::: Records supplied :::
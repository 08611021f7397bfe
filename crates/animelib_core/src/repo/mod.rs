//! Repository layer abstractions and persistence implementations.
//!
//! # Responsibility
//! - Define use-case oriented data access contracts.
//! - Isolate SQLite query details from the session loop.
//!
//! # Invariants
//! - Catalog writes enforce `AnimeRecord::validate()` before persistence.
//! - Repository APIs return semantic errors (`NotFound`, `DuplicateUsername`)
//!   in addition to DB transport errors.

pub mod account_repo;
pub mod catalog_repo;
mod error;

pub use error::{RepoError, RepoResult};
:::
Task directions ->
Copy all the data. Match it exactly.

Exercise answer ->
repository 08611021f7397bfe
filename crates/animelib_core/src/repo/mod.rs
//! Repository layer abstractions and persistence implementations.
//!
//! # Responsibility
//! - Define use-case oriented data access contracts.
//! - Isolate SQLite query details from the session loop.
//!
//! # Invariants
//! - Catalog writes enforce `AnimeRecord::validate()` before persistence.
//! - Repository APIs return semantic errors (`NotFound`, `DuplicateUsername`)
//!   in addition to DB transport errors.

pub mod account_repo;
pub mod catalog_repo;
mod error;

pub use error::{RepoError, RepoResult};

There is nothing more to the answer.